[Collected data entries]
= Beginning of Section =
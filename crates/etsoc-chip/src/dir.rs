//! Device interface registers (DIRs).
//!
//! Firmware publishes one descriptor per command channel at a fixed BAR2
//! offset (see [`crate::bar`]). The host polls [`GenericAttr::status`] until
//! it reaches the channel's ready value, reads the whole structure and checks
//! `crc32` against everything after the generic attributes.
//!
//! ```text
//! generic_attr   40 bytes   version, sizes, crc32, boot status, config
//! vq_attr        24 bytes   interrupt trigger, SQ/CQ offsets and sizes
//! mem_regions[]  32 bytes × num_mem_regions
//! ```
//!
//! All fields are little-endian and packed.

// ── Layout ───────────────────────────────────────────────────────────────────

/// Size of [`GenericAttr`] on the wire.
pub const GENERIC_ATTR_SIZE: usize = 40;

/// Size of [`VqAttr`] on the wire.
pub const VQ_ATTR_SIZE: usize = 24;

/// Size of one [`MemRegion`] on the wire.
pub const MEM_REGION_SIZE: usize = 32;

/// Offset of the boot status (`i16`) inside the descriptor.
pub const STATUS_OFFSET: u64 = 24;

/// Offset of the checksum (`u32`) inside the descriptor.
pub const CRC32_OFFSET: usize = 20;

/// Descriptor version understood by this host.
pub const DIR_VERSION: u16 = 1;

// ── Boot status ──────────────────────────────────────────────────────────────

/// Boot status values shared by both channels.
pub mod boot {
    /// Firmware failed to boot.
    pub const BOOT_ERROR: i16 = -1;
    /// Nothing published yet.
    pub const DEV_NOT_READY: i16 = 0;
    /// Virtual queues initialised.
    pub const VQ_READY: i16 = 1;
    /// Service processor fully up; management channel usable.
    pub const SP_DEV_READY: i16 = 13;
    /// Master minion firmware up; compute channel usable.
    pub const MM_READY: i16 = 4;
}

// ── Memory region types ──────────────────────────────────────────────────────

/// Memory region type codes.
pub mod region {
    /// Ring buffers of the channel.
    pub const VQ_BUFFER: u8 = 0;
    /// Interrupt trigger registers.
    pub const VQ_INT_TRIGGER: u8 = 1;
    /// Management scratch area (firmware image staging).
    pub const MGMT_SCRATCH: u8 = 2;
    /// Service processor trace buffer.
    pub const MGMT_TRACE: u8 = 3;
    /// Host-managed device DRAM (compute channel).
    pub const OPS_HOST_MANAGED: u8 = 2;
}

/// Board form factor codes.
pub mod form_factor {
    /// PCIe add-in card.
    pub const PCIE: u16 = 1;
    /// M.2 module.
    pub const M_2: u16 = 2;
}

fn le_u16(bytes: &[u8], at: usize) -> Option<u16> {
    Some(u16::from_le_bytes(bytes.get(at..at + 2)?.try_into().ok()?))
}

fn le_u32(bytes: &[u8], at: usize) -> Option<u32> {
    Some(u32::from_le_bytes(bytes.get(at..at + 4)?.try_into().ok()?))
}

fn le_u64(bytes: &[u8], at: usize) -> Option<u64> {
    Some(u64::from_le_bytes(bytes.get(at..at + 8)?.try_into().ok()?))
}

// ── Structures ───────────────────────────────────────────────────────────────

/// Generic attributes at the start of every descriptor.
#[derive(Debug, Clone, Copy, Default, PartialEq, Eq)]
#[allow(missing_docs)]
pub struct GenericAttr {
    pub attributes_size: u16,
    pub version: u16,
    pub total_size: u16,
    pub num_mem_regions: u16,
    pub minion_shires_mask: u64,
    pub minion_boot_freq: u32,
    pub crc32: u32,
    pub status: i16,
    pub form_factor: u16,
    pub device_tdp: u16,
    pub l3_size: u16,
    pub l2_size: u16,
    pub scp_size: u16,
    pub cache_line_size: u16,
}

impl GenericAttr {
    /// Decode from the first [`GENERIC_ATTR_SIZE`] bytes.
    pub fn decode(b: &[u8]) -> Option<Self> {
        if b.len() < GENERIC_ATTR_SIZE {
            return None;
        }
        Some(Self {
            attributes_size: le_u16(b, 0)?,
            version: le_u16(b, 2)?,
            total_size: le_u16(b, 4)?,
            num_mem_regions: le_u16(b, 6)?,
            minion_shires_mask: le_u64(b, 8)?,
            minion_boot_freq: le_u32(b, 16)?,
            crc32: le_u32(b, 20)?,
            status: i16::from_le_bytes(b.get(24..26)?.try_into().ok()?),
            form_factor: le_u16(b, 26)?,
            device_tdp: le_u16(b, 28)?,
            l3_size: le_u16(b, 30)?,
            l2_size: le_u16(b, 32)?,
            scp_size: le_u16(b, 34)?,
            cache_line_size: le_u16(b, 36)?,
        })
    }

    fn encode_into(&self, out: &mut Vec<u8>) {
        out.extend_from_slice(&self.attributes_size.to_le_bytes());
        out.extend_from_slice(&self.version.to_le_bytes());
        out.extend_from_slice(&self.total_size.to_le_bytes());
        out.extend_from_slice(&self.num_mem_regions.to_le_bytes());
        out.extend_from_slice(&self.minion_shires_mask.to_le_bytes());
        out.extend_from_slice(&self.minion_boot_freq.to_le_bytes());
        out.extend_from_slice(&self.crc32.to_le_bytes());
        out.extend_from_slice(&self.status.to_le_bytes());
        out.extend_from_slice(&self.form_factor.to_le_bytes());
        out.extend_from_slice(&self.device_tdp.to_le_bytes());
        out.extend_from_slice(&self.l3_size.to_le_bytes());
        out.extend_from_slice(&self.l2_size.to_le_bytes());
        out.extend_from_slice(&self.scp_size.to_le_bytes());
        out.extend_from_slice(&self.cache_line_size.to_le_bytes());
        out.extend_from_slice(&[0u8; 2]);
    }
}

/// Virtual queue attributes of one channel.
///
/// `sq_offset` and `cq_offset` are relative to the channel's
/// [`region::VQ_BUFFER`] region. Submission queue `i` starts at
/// `sq_offset + i * per_sq_size`; the completion queue spans
/// `per_cq_size * cq_count` bytes.
#[derive(Debug, Clone, Copy, Default, PartialEq, Eq)]
#[allow(missing_docs)]
pub struct VqAttr {
    pub attributes_size: u16,
    pub int_trg_size: u8,
    pub int_id: u8,
    pub int_trg_offset: u32,
    pub sq_offset: u32,
    pub sq_count: u16,
    pub per_sq_size: u16,
    pub cq_offset: u32,
    pub cq_count: u16,
    pub per_cq_size: u16,
}

impl VqAttr {
    /// Decode from the first [`VQ_ATTR_SIZE`] bytes.
    pub fn decode(b: &[u8]) -> Option<Self> {
        if b.len() < VQ_ATTR_SIZE {
            return None;
        }
        Some(Self {
            attributes_size: le_u16(b, 0)?,
            int_trg_size: b[2],
            int_id: b[3],
            int_trg_offset: le_u32(b, 4)?,
            sq_offset: le_u32(b, 8)?,
            sq_count: le_u16(b, 12)?,
            per_sq_size: le_u16(b, 14)?,
            cq_offset: le_u32(b, 16)?,
            cq_count: le_u16(b, 20)?,
            per_cq_size: le_u16(b, 22)?,
        })
    }

    fn encode_into(&self, out: &mut Vec<u8>) {
        out.extend_from_slice(&self.attributes_size.to_le_bytes());
        out.push(self.int_trg_size);
        out.push(self.int_id);
        out.extend_from_slice(&self.int_trg_offset.to_le_bytes());
        out.extend_from_slice(&self.sq_offset.to_le_bytes());
        out.extend_from_slice(&self.sq_count.to_le_bytes());
        out.extend_from_slice(&self.per_sq_size.to_le_bytes());
        out.extend_from_slice(&self.cq_offset.to_le_bytes());
        out.extend_from_slice(&self.cq_count.to_le_bytes());
        out.extend_from_slice(&self.per_cq_size.to_le_bytes());
    }
}

/// One entry of the memory-region table.
#[derive(Debug, Clone, Copy, Default, PartialEq, Eq)]
#[allow(missing_docs)]
pub struct MemRegion {
    pub attributes_size: u16,
    pub region_type: u8,
    pub bar: u8,
    pub access_attr: u32,
    pub bar_offset: u64,
    pub bar_size: u64,
    pub dev_address: u64,
}

impl MemRegion {
    /// Decode from the first [`MEM_REGION_SIZE`] bytes.
    pub fn decode(b: &[u8]) -> Option<Self> {
        if b.len() < MEM_REGION_SIZE {
            return None;
        }
        Some(Self {
            attributes_size: le_u16(b, 0)?,
            region_type: b[2],
            bar: b[3],
            access_attr: le_u32(b, 4)?,
            bar_offset: le_u64(b, 8)?,
            bar_size: le_u64(b, 16)?,
            dev_address: le_u64(b, 24)?,
        })
    }

    fn encode_into(&self, out: &mut Vec<u8>) {
        out.extend_from_slice(&self.attributes_size.to_le_bytes());
        out.push(self.region_type);
        out.push(self.bar);
        out.extend_from_slice(&self.access_attr.to_le_bytes());
        out.extend_from_slice(&self.bar_offset.to_le_bytes());
        out.extend_from_slice(&self.bar_size.to_le_bytes());
        out.extend_from_slice(&self.dev_address.to_le_bytes());
    }
}

/// A complete channel descriptor.
#[derive(Debug, Clone, PartialEq, Eq)]
pub struct DeviceInterface {
    /// Generic attributes.
    pub generic: GenericAttr,
    /// Queue attributes.
    pub vq: VqAttr,
    /// Memory-region table, `generic.num_mem_regions` entries.
    pub regions: Vec<MemRegion>,
}

impl DeviceInterface {
    /// Size of a descriptor carrying `regions` memory regions.
    pub const fn wire_size(regions: usize) -> usize {
        GENERIC_ATTR_SIZE + VQ_ATTR_SIZE + regions * MEM_REGION_SIZE
    }

    /// Decode a full descriptor. The region count and total size come from
    /// the generic attributes and must fit inside `bytes`.
    pub fn decode(bytes: &[u8]) -> Option<Self> {
        let generic = GenericAttr::decode(bytes)?;
        let count = usize::from(generic.num_mem_regions);
        if usize::from(generic.total_size) < Self::wire_size(count)
            || usize::from(generic.total_size) > bytes.len()
        {
            return None;
        }
        let vq = VqAttr::decode(bytes.get(GENERIC_ATTR_SIZE..)?)?;
        let table = GENERIC_ATTR_SIZE + VQ_ATTR_SIZE;
        let regions = (0..count)
            .map(|i| MemRegion::decode(bytes.get(table + i * MEM_REGION_SIZE..)?))
            .collect::<Option<Vec<_>>>()?;
        Some(Self {
            generic,
            vq,
            regions,
        })
    }

    /// Encode as published by firmware. The stored `crc32` is written as-is;
    /// use [`patch_crc32`] once the checksum is known.
    pub fn encode(&self) -> Vec<u8> {
        let mut out = Vec::with_capacity(Self::wire_size(self.regions.len()));
        self.generic.encode_into(&mut out);
        self.vq.encode_into(&mut out);
        for region in &self.regions {
            region.encode_into(&mut out);
        }
        out
    }

    /// First region of the given type.
    pub fn region(&self, region_type: u8) -> Option<&MemRegion> {
        self.regions.iter().find(|r| r.region_type == region_type)
    }
}

/// Bytes covered by the checksum: from the end of the generic attributes to
/// `total_size`.
pub fn checksum_span(bytes: &[u8]) -> Option<&[u8]> {
    let generic = GenericAttr::decode(bytes)?;
    let start = usize::from(generic.attributes_size);
    let end = usize::from(generic.total_size);
    if start > end {
        return None;
    }
    bytes.get(start..end)
}

/// Overwrite the checksum field of an encoded descriptor.
pub fn patch_crc32(bytes: &mut [u8], crc: u32) -> bool {
    match bytes.get_mut(CRC32_OFFSET..CRC32_OFFSET + 4) {
        Some(field) => {
            field.copy_from_slice(&crc.to_le_bytes());
            true
        }
        None => false,
    }
}

#[cfg(test)]
mod tests {
    use super::*;

    fn sample() -> DeviceInterface {
        let total = DeviceInterface::wire_size(2);
        DeviceInterface {
            generic: GenericAttr {
                attributes_size: GENERIC_ATTR_SIZE as u16,
                version: DIR_VERSION,
                total_size: total as u16,
                num_mem_regions: 2,
                minion_shires_mask: 0xFFFF_FFFF,
                status: boot::SP_DEV_READY,
                form_factor: form_factor::PCIE,
                ..GenericAttr::default()
            },
            vq: VqAttr {
                attributes_size: VQ_ATTR_SIZE as u16,
                sq_count: 1,
                per_sq_size: 1024,
                cq_offset: 1024,
                cq_count: 1,
                per_cq_size: 1024,
                ..VqAttr::default()
            },
            regions: vec![
                MemRegion {
                    region_type: region::VQ_BUFFER,
                    bar_offset: 0x1000,
                    bar_size: 0x800,
                    ..MemRegion::default()
                },
                MemRegion {
                    region_type: region::MGMT_SCRATCH,
                    bar_offset: 0x2000,
                    bar_size: 0x1000,
                    ..MemRegion::default()
                },
            ],
        }
    }

    #[test]
    fn layout_sizes_match_packed_structs() {
        let dir = sample();
        let bytes = dir.encode();
        assert_eq!(bytes.len(), 40 + 24 + 64);
        assert_eq!(&bytes[STATUS_OFFSET as usize..][..2], &13i16.to_le_bytes());
    }

    #[test]
    fn decode_recovers_tables() {
        let dir = sample();
        let decoded = DeviceInterface::decode(&dir.encode()).unwrap();
        assert_eq!(decoded, dir);
        assert_eq!(decoded.region(region::MGMT_SCRATCH).unwrap().bar_offset, 0x2000);
    }

    #[test]
    fn checksum_span_skips_generic_attributes() {
        let mut bytes = sample().encode();
        let span = checksum_span(&bytes).unwrap().to_vec();
        assert_eq!(span.len(), 24 + 64);
        assert_eq!(span, bytes[40..].to_vec());
        assert!(patch_crc32(&mut bytes, 0xDEAD_BEEF));
        assert_eq!(GenericAttr::decode(&bytes).unwrap().crc32, 0xDEAD_BEEF);
    }

    #[test]
    fn truncated_descriptor_is_rejected() {
        let bytes = sample().encode();
        assert!(DeviceInterface::decode(&bytes[..bytes.len() - 1]).is_none());
    }
}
= End of Section =
Task directions:
Lines holding the word "sample" in the entries above are the ones to pull out. Copy them all.

Output of the exercise:
    fn sample() -> DeviceInterface {
        let dir = sample();
        let dir = sample();
        let mut bytes = sample().encode();
        let bytes = sample().encode();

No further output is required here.